Exercise material ->
== Segment start ==
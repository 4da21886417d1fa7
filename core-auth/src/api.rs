//! Token Endpoint Client
//!
//! Thin client over the backend's authentication endpoints. Responses are
//! mapped onto [`AuthError`] so that the coordinator and the façade can
//! decide what a failure means for the session.
//!
//! | Endpoint        | Success            | Failure                                  |
//! |-----------------|--------------------|------------------------------------------|
//! | `token`         | `{access, refresh}`| non-2xx → `InvalidCredentials`           |
//! | `token_refresh` | `{access[, refresh]}` | 4xx → `SessionExpired`, 5xx → `Server` |
//! | `register`      | 201                | 400 → `RegistrationRejected`             |

use crate::error::{AuthError, FieldErrors, Result};
use crate::types::{Credentials, RefreshedToken, Registration, TokenPair};
use bridge_traits::http::{HttpClient, HttpMethod, HttpRequest, HttpResponse};
use core_runtime::config::ClientConfig;
use serde::Serialize;
use serde_json::Value;
use std::sync::Arc;
use std::time::Duration;
use tracing::{debug, instrument, warn};
use url::Url;

const DEFAULT_TIMEOUT: Duration = Duration::from_secs(30);

/// Fully resolved URLs of the authentication endpoints.
#[derive(Debug, Clone, PartialEq, Eq)]
pub struct AuthEndpoints {
    pub token: Url,
    pub token_refresh: Url,
    pub register: Url,
}

impl AuthEndpoints {
    /// Resolves the configured endpoint paths against the API base URL.
    pub fn from_config(config: &ClientConfig) -> Result<Self> {
        let resolve = |path: &str| {
            config
                .endpoint_url(path)
                .map_err(|e| AuthError::Config(e.to_string()))
        };

        Ok(Self {
            token: resolve(&config.endpoints.token)?,
            token_refresh: resolve(&config.endpoints.token_refresh)?,
            register: resolve(&config.endpoints.register)?,
        })
    }
}

#[derive(Serialize)]
struct RefreshBody<'a> {
    refresh: &'a str,
}

/// Client for the token, token refresh and registration endpoints.
#[derive(Clone)]
pub struct AuthApi {
    http_client: Arc<dyn HttpClient>,
    endpoints: AuthEndpoints,
    timeout: Duration,
}

impl AuthApi {
    pub fn new(http_client: Arc<dyn HttpClient>, endpoints: AuthEndpoints) -> Self {
        Self {
            http_client,
            endpoints,
            timeout: DEFAULT_TIMEOUT,
        }
    }

    /// Builds the client from the runtime configuration, using its refresh
    /// timeout for every call.
    pub fn from_config(config: &ClientConfig, http_client: Arc<dyn HttpClient>) -> Result<Self> {
        Ok(Self::new(http_client, AuthEndpoints::from_config(config)?)
            .with_timeout(config.refresh_timeout))
    }

    pub fn with_timeout(mut self, timeout: Duration) -> Self {
        self.timeout = timeout;
        self
    }

    pub fn endpoints(&self) -> &AuthEndpoints {
        &self.endpoints
    }

    /// Exchanges credentials for a fresh token pair.
    ///
    /// # Errors
    ///
    /// - [`AuthError::InvalidCredentials`] for any non-2xx response
    /// - [`AuthError::Network`] if the request could not be sent
    #[instrument(skip(self, credentials), fields(username = %credentials.username))]
    pub async fn obtain_tokens(&self, credentials: &Credentials) -> Result<TokenPair> {
        let response = self.post(&self.endpoints.token, credentials).await?;

        if !response.is_success() {
            let body = body_text(&response);
            warn!(status = response.status, "Token endpoint rejected credentials");
            return Err(AuthError::InvalidCredentials(body));
        }

        response.json().map_err(|e| {
            AuthError::Serialization(format!("Failed to parse token response: {}", e))
        })
    }

    /// Exchanges a refresh token for a new access token.
    ///
    /// Makes exactly one call; retry policy belongs to the caller.
    ///
    /// # Errors
    ///
    /// - [`AuthError::SessionExpired`] when the server rejects the refresh token (4xx)
    /// - [`AuthError::Server`] for 5xx responses
    /// - [`AuthError::Network`] if the request could not be sent
    #[instrument(skip(self, refresh_token))]
    pub async fn refresh(&self, refresh_token: &str) -> Result<RefreshedToken> {
        let body = RefreshBody {
            refresh: refresh_token,
        };
        let response = self.post(&self.endpoints.token_refresh, &body).await?;

        if response.is_success() {
            let token: RefreshedToken = response.json().map_err(|e| {
                AuthError::Serialization(format!("Failed to parse refresh response: {}", e))
            })?;
            debug!(rotated = token.refresh.is_some(), "Access token refreshed");
            return Ok(token);
        }

        let status = response.status;
        if response.is_client_error() {
            warn!(status, "Refresh token rejected");
            return Err(AuthError::SessionExpired {
                reason: format!("refresh token rejected (HTTP {})", status),
            });
        }

        warn!(status, "Token refresh failed");
        Err(AuthError::Server {
            status,
            body: body_text(&response),
        })
    }

    /// Creates a new account. Does not sign in.
    ///
    /// # Errors
    ///
    /// - [`AuthError::RegistrationRejected`] with per-field messages on HTTP 400
    /// - [`AuthError::Server`] for any other non-2xx response
    /// - [`AuthError::Network`] if the request could not be sent
    #[instrument(skip(self, registration), fields(username = %registration.username))]
    pub async fn register(&self, registration: &Registration) -> Result<()> {
        let response = self.post(&self.endpoints.register, registration).await?;

        if response.is_success() {
            debug!("Account created");
            return Ok(());
        }

        if response.status == 400 {
            let errors = parse_field_errors(&response);
            warn!(fields = errors.len(), "Registration rejected");
            return Err(AuthError::RegistrationRejected { errors });
        }

        Err(AuthError::Server {
            status: response.status,
            body: body_text(&response),
        })
    }

    async fn post<T: Serialize>(&self, url: &Url, body: &T) -> Result<HttpResponse> {
        let request = HttpRequest::new(HttpMethod::Post, url.as_str())
            .json(body)
            .map_err(|e| AuthError::Serialization(e.to_string()))?
            .timeout(self.timeout);

        self.http_client
            .execute(request)
            .await
            .map_err(AuthError::from_transport)
    }
}

impl std::fmt::Debug for AuthApi {
    fn fmt(&self, f: &mut std::fmt::Formatter<'_>) -> std::fmt::Result {
        f.debug_struct("AuthApi")
            .field("endpoints", &self.endpoints)
            .field("timeout", &self.timeout)
            .finish()
    }
}

fn body_text(response: &HttpResponse) -> String {
    response
        .text()
        .unwrap_or_else(|_| "Unable to read error response".to_string())
}

/// Parses `{"errors": {"field": ["message", ...]}}`.
///
/// Plain string values are accepted as a single message. A body that does not
/// have this shape is reported under `non_field_errors`.
fn parse_field_errors(response: &HttpResponse) -> FieldErrors {
    let mut errors = FieldErrors::new();

    let parsed: Option<Value> = response.json().ok();
    let fields = parsed
        .as_ref()
        .and_then(|value| value.get("errors"))
        .and_then(Value::as_object);

    match fields {
        Some(fields) => {
            for (field, value) in fields {
                let messages = match value {
                    Value::Array(items) => items
                        .iter()
                        .map(|item| match item {
                            Value::String(s) => s.clone(),
                            other => other.to_string(),
                        })
                        .collect(),
                    Value::String(s) => vec![s.clone()],
                    other => vec![other.to_string()],
                };
                errors.insert(field.clone(), messages);
            }
        }
        None => {
            errors.insert("non_field_errors".to_string(), vec![body_text(response)]);
        }
    }

    errors
}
== Segment end ==
Aim of the task -> Could you state how many lines in the data hold the word "ClientConfig"? Only the number should be given.

Result -> 3